»»

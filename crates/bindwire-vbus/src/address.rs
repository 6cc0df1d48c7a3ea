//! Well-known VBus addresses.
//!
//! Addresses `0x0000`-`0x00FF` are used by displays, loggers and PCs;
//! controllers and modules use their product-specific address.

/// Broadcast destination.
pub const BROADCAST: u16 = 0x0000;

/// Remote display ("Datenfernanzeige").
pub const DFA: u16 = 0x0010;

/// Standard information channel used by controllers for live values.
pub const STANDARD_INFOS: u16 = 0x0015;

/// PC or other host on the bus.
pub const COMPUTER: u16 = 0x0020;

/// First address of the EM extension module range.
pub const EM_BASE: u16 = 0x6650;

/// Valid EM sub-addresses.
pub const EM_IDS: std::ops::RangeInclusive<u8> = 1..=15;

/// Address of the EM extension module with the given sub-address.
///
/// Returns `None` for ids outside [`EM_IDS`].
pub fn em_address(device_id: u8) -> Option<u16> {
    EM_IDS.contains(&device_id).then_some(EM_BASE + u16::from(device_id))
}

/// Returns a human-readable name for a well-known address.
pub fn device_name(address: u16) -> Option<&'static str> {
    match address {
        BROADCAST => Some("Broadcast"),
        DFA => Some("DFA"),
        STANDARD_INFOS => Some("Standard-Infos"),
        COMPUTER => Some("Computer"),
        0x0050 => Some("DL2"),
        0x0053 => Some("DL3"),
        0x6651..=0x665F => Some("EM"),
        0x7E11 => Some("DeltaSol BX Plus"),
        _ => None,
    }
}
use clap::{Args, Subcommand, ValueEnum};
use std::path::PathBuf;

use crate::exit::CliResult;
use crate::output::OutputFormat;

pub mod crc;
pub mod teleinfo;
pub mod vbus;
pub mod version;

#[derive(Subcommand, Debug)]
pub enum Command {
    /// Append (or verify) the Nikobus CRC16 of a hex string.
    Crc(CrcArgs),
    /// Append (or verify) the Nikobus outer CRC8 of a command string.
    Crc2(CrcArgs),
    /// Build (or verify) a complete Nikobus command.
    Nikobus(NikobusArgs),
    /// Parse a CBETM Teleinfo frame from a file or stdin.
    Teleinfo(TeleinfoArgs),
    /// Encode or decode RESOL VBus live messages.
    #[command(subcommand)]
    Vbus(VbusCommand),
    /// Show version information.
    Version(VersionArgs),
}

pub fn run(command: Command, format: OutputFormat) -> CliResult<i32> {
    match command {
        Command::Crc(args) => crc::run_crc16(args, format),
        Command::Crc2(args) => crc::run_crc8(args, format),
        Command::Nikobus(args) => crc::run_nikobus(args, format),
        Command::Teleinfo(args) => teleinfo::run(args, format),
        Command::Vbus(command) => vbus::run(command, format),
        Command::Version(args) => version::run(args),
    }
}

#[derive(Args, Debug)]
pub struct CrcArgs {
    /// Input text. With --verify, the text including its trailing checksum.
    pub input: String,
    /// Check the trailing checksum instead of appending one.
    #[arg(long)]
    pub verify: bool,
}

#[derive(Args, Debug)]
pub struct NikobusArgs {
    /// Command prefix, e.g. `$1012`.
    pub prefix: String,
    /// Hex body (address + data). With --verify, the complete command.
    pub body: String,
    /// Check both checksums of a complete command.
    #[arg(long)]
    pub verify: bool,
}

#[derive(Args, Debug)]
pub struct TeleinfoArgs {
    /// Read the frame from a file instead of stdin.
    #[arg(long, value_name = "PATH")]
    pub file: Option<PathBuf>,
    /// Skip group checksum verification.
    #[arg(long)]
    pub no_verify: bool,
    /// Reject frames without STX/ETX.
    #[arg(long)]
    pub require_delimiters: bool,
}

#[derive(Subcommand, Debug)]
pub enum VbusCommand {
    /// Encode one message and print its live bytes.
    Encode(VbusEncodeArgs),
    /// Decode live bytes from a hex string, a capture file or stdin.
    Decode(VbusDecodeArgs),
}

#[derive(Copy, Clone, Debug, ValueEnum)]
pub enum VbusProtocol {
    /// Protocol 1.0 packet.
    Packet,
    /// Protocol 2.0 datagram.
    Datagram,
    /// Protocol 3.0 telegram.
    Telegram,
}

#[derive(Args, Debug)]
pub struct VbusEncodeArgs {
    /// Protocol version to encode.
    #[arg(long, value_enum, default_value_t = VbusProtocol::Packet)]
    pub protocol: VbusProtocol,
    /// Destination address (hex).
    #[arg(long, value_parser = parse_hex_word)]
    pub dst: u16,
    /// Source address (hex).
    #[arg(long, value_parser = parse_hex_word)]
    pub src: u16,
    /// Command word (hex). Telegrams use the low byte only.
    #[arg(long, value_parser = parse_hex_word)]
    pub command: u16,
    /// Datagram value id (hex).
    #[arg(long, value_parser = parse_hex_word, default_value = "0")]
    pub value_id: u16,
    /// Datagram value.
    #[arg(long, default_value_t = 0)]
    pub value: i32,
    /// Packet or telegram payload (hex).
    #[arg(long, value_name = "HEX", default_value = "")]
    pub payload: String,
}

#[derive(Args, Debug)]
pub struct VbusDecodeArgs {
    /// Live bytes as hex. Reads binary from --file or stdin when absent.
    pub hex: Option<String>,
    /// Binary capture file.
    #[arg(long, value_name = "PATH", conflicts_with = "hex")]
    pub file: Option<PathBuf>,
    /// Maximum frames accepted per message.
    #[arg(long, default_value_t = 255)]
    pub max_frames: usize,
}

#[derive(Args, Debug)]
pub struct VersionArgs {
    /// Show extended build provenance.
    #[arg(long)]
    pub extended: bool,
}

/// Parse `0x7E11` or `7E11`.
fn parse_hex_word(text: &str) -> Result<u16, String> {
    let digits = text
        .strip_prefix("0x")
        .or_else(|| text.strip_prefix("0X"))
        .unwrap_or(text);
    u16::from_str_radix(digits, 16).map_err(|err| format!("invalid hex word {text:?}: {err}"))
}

««
»»

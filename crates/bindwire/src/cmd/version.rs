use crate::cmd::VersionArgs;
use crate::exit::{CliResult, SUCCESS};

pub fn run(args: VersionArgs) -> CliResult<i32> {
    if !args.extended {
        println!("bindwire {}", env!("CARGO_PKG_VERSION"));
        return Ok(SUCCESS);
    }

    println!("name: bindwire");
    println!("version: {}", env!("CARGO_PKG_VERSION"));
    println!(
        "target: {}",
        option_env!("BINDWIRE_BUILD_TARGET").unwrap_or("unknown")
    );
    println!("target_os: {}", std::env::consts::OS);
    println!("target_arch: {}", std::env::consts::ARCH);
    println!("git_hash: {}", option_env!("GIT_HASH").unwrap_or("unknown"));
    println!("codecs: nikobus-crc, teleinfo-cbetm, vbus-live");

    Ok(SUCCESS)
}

««

▸ WORK REQUEST: Only the lines above from the line with "pub const STANDARD_INFOS: u16 = 0x0015;" to the line with "Valid EM sub-addresses.", those two lines included, should be reproduced exactly.

▸ RESULT FOR THIS TASK:
pub const STANDARD_INFOS: u16 = 0x0015;

/// PC or other host on the bus.
pub const COMPUTER: u16 = 0x0020;

/// First address of the EM extension module range.
pub const EM_BASE: u16 = 0x6650;

/// Valid EM sub-addresses.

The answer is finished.